La merenda era portata da casa, ma a volte si faceva il bis, quando passava il venditore di krapfen e cocco.

Ricordo il suo “krapfen caldiiiiii la noce di coccooo” si sentiva questo inconfondibile richiamo, ancora prima di vederlo, spuntare in lontananza, con il grande contenitore bianco dei krapfen, sostenuto a tracolla e in una mano il secchio d’acqua con all’interno i pezzi di cocco.

A volte la mamma ci comprava il krapfen, anche questo però aveva un aspetto e un gusto diverso dagli odierni.

https://it.wikipedia.org/wiki/Krapfen

L’origine del krapfen non è certa ma è consumato in molti stati con i più svariati nomi, a Varazze era presente in spiaggia già nei primi anni del secolo scorso.

Anno 1925 – Zio Giuanito con un collega nei anni di venditori di Krapfen sulla spiaggia

I krapfen degli anni 60, erano schiacciati, deformi, forse non erano proprio di giornata, impilati allo stretto nel contenitore pieni di zucchero, unti d’olio, ma il gusto era buono.

I krapfen hanno una prerogativa specifica, quando hai finito l’ultimo morso e ti sei leccato le dita, pulendole dallo zucchero, dopo qualche secondo, ti assale una sete bestiale!

Allora come un oasi nel deserto, per sconfiggere la nostra sete da krapfen, sul molo del Teiro c’era la “Bananea” soprannome dato a Lidia Celi, perché è stata una delle prime “besagnine” a vendere le banane al mercato.

Anche quelle diverse da oggi, più piccole maculate e dovevano essere consumate nell’arco di un paio di giorni

Lidia Celi per tutti “a Bananea”aveva il banco al mercato della frutta e verdura, in Ca-Braghe, con le cassette addossate alla base del muro di sostegno del ex edificio scolastico.

La ricordo come era, agli occhi di un bambino, di grande corporatura, sempre con una fascia intorno alla fronte che nascondeva i capelli e gli dava un aspetto quasi esotico, anche per merito della sua perenne abbronzatura.

Il suo chiosco era situato a metà del molo del Teiro, la parte aperta per le vendite, era rivolta verso la spiaggia di ponente, una parte era cabinata e nascondeva agli occhi dei curiosi, una piccola cucina, corredata di bombola e fornello a gas, dove erano preparati i pasti per chi si alternava al bancone.
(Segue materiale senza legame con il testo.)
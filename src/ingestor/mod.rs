//! Ingestion orchestrator.
//!
//! Drives repeated cycles of {resolve cursor → consume → export}. The loop
//! keeps no resumption state in memory: each cycle re-derives its position
//! from the chunks already in the store, so a restarted process continues
//! exactly where the last durable chunk left off. An external scheduler is
//! expected to restart the process for continuous operation.

mod signal;

use snafu::prelude::*;
use std::sync::Arc;
use tokio_util::sync::CancellationToken;
use tracing::{info, warn};

use crate::batch::{BatchEnd, collect_batch};
use crate::config::Config;
use crate::cursor::{Cursor, resolve_cursor};
use crate::emit;
use crate::error::{
    ExportFailedSnafu, FeedSnafu, IngestError, IngestStorageSnafu, ResolveFailedSnafu,
    StagingSetupSnafu,
};
use crate::export::export_chunk;
use crate::feed::{FeedConnector, Jetstream};
use crate::metrics::events::{BatchCollected, CycleCompleted, CycleStatus, EventsReceived};
use crate::staging::StagingArea;
use crate::storage::{StorageProvider, StorageProviderRef};

/// Statistics about an ingestion run.
#[derive(Debug, Clone, Default)]
pub struct IngestStats {
    pub cycles: usize,
    pub events_received: usize,
    pub chunks_exported: usize,
    pub bytes_uploaded: usize,
}

/// Result of a single cycle.
enum CycleOutcome {
    /// A full batch was exported; keep consuming.
    Continue,
    /// The stream is drained (short or empty batch); stop.
    Drained,
    /// No resumption point exists and no seed policy is configured.
    NoCursor,
    /// Shutdown was requested mid-cycle; the partial batch was discarded.
    Cancelled,
}

/// Where a cycle should position its subscription.
enum ResumeFrom {
    Cursor(Cursor),
    LiveTip,
    Halt,
}

/// The ingestion loop.
pub struct Ingestor {
    config: Config,
    storage: StorageProviderRef,
    connector: Arc<dyn FeedConnector>,
    shutdown: CancellationToken,
    stats: IngestStats,
}

impl Ingestor {
    /// Create an ingestor from configuration.
    pub async fn new(config: Config, shutdown: CancellationToken) -> Result<Self, IngestError> {
        let storage = Arc::new(
            StorageProvider::for_url_with_options(
                &config.store.path,
                config.store.storage_options.clone(),
            )
            .await
            .context(IngestStorageSnafu)?,
        );

        let connector = Arc::new(Jetstream::new(config.feed.clone()));

        Ok(Self::with_parts(config, storage, connector, shutdown))
    }

    /// Assemble an ingestor from explicit collaborators.
    ///
    /// This is how tests substitute a scripted feed and a local store.
    pub fn with_parts(
        config: Config,
        storage: StorageProviderRef,
        connector: Arc<dyn FeedConnector>,
        shutdown: CancellationToken,
    ) -> Self {
        Self {
            config,
            storage,
            connector,
            shutdown,
            stats: IngestStats::default(),
        }
    }

    /// Run cycles until the stream drains, an export fails, or shutdown is
    /// requested.
    pub async fn run(&mut self) -> Result<IngestStats, IngestError> {
        info!(
            "Starting ingestion loop (batch threshold: {})",
            self.config.ingest.max_messages
        );

        loop {
            if self.shutdown.is_cancelled() {
                info!("Shutdown requested, stopping");
                break;
            }

            self.stats.cycles += 1;
            match self.run_cycle().await? {
                CycleOutcome::Continue => {}
                CycleOutcome::Drained => {
                    info!("Stream drained, stopping");
                    break;
                }
                CycleOutcome::NoCursor => {
                    warn!("No resumption point in store and no seed configured, stopping");
                    break;
                }
                CycleOutcome::Cancelled => {
                    info!("Shutdown requested mid-cycle, partial batch discarded");
                    break;
                }
            }
        }

        Ok(self.stats.clone())
    }

    /// Run one {resolve → consume → export} cycle.
    async fn run_cycle(&mut self) -> Result<CycleOutcome, IngestError> {
        let cursor = match self.resume_position().await? {
            ResumeFrom::Cursor(cursor) => Some(cursor),
            ResumeFrom::LiveTip => None,
            ResumeFrom::Halt => return Ok(CycleOutcome::NoCursor),
        };

        let mut source = self
            .connector
            .connect(cursor.as_ref())
            .await
            .context(FeedSnafu)?;

        let mut staging =
            StagingArea::create(&self.config.ingest.staging_dir).context(StagingSetupSnafu)?;
        let mut spool = staging.spool().context(StagingSetupSnafu)?;

        let collected = collect_batch(
            source.as_mut(),
            &mut spool,
            self.config.ingest.max_messages,
            &self.shutdown,
        )
        .await
        .context(FeedSnafu)?;
        drop(spool);

        self.stats.events_received += collected.batch.len();
        emit!(EventsReceived {
            count: collected.batch.len() as u64
        });
        emit!(BatchCollected {
            size: collected.batch.len()
        });

        if collected.end == BatchEnd::Cancelled {
            emit!(CycleCompleted {
                status: CycleStatus::Cancelled
            });
            return Ok(CycleOutcome::Cancelled);
        }

        if collected.batch.is_empty() {
            emit!(CycleCompleted {
                status: CycleStatus::Drained
            });
            info!("No events received at cursor {:?}", cursor);
            return Ok(CycleOutcome::Drained);
        }

        let full = collected.batch.len() >= self.config.ingest.max_messages;
        let exported = export_chunk(&self.storage, &mut staging, &collected.batch)
            .await
            .context(ExportFailedSnafu {
                cursor: cursor.map(|c| c.to_string()).unwrap_or_default(),
                batch_size: collected.batch.len(),
            })?;

        self.stats.chunks_exported += 1;
        self.stats.bytes_uploaded += exported.bytes;
        emit!(CycleCompleted {
            status: CycleStatus::Exported
        });

        if full {
            info!(
                "Full batch exported, continuing from cursor {}",
                exported.cursor
            );
            Ok(CycleOutcome::Continue)
        } else {
            info!(
                "Short batch ({} < {}), exported final chunk {}",
                exported.records, self.config.ingest.max_messages, exported.key
            );
            Ok(CycleOutcome::Drained)
        }
    }

    /// Decide where this cycle resumes, applying the seed policy when the
    /// store holds no chunks yet.
    async fn resume_position(&self) -> Result<ResumeFrom, IngestError> {
        match resolve_cursor(&self.storage)
            .await
            .context(ResolveFailedSnafu)?
        {
            Some(cursor) => Ok(ResumeFrom::Cursor(cursor)),
            None => {
                if let Some(seed) = &self.config.ingest.seed_cursor {
                    info!("Store is empty, seeding cursor {}", seed);
                    Ok(ResumeFrom::Cursor(Cursor::new(seed.clone())))
                } else if self.config.ingest.from_live_tip {
                    info!("Store is empty, starting from the live tip");
                    Ok(ResumeFrom::LiveTip)
                } else {
                    Ok(ResumeFrom::Halt)
                }
            }
        }
    }
}

/// Run the ingestor with the given configuration, wiring up graceful
/// shutdown on process signals.
pub async fn run_ingestor(config: Config) -> Result<IngestStats, IngestError> {
    let shutdown = CancellationToken::new();

    tokio::spawn({
        let shutdown = shutdown.clone();
        async move {
            signal::shutdown_signal().await;
            shutdown.cancel();
        }
    });

    let mut ingestor = Ingestor::new(config, shutdown).await?;
    ingestor.run().await
}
Non c’era il frigo e le bibite erano tenute al fresco, grazie al ghiaccio di “Scìappapria” portato da un garzone con la tipica bicicletta da trasporto.

Erano famose le sue granite, confezionate sul posto, rompendo con un punteruolo le liste di ghiaccio, per poi poterlo passare nella macina, dove era ridotto in poltiglia e mescolato con i vari sciroppi, anche questo era mantenuto a bassa temperatura grazie ai blocchi di ghiaccio di Schiappapietra.

La Bananea aveva un carattere burbero e non tollerava tante pretese e decideva lei quale colore dei ghiaccioli vendere, poi eravamo noi ragazzini a scambiarci i ghiaccioli.

“Bambino come lo vuoi il ghiacciolo” ” Arancio?” ” Prendi questo al limone è buono uguale!”

Era consuetudine finite le scuole, durante le vacanze estive, fare qualche lavoretto, si aiutavano gli adulti di solito i parenti e questo ci faceva sentire grandi e guadagnare anche qualche soldino.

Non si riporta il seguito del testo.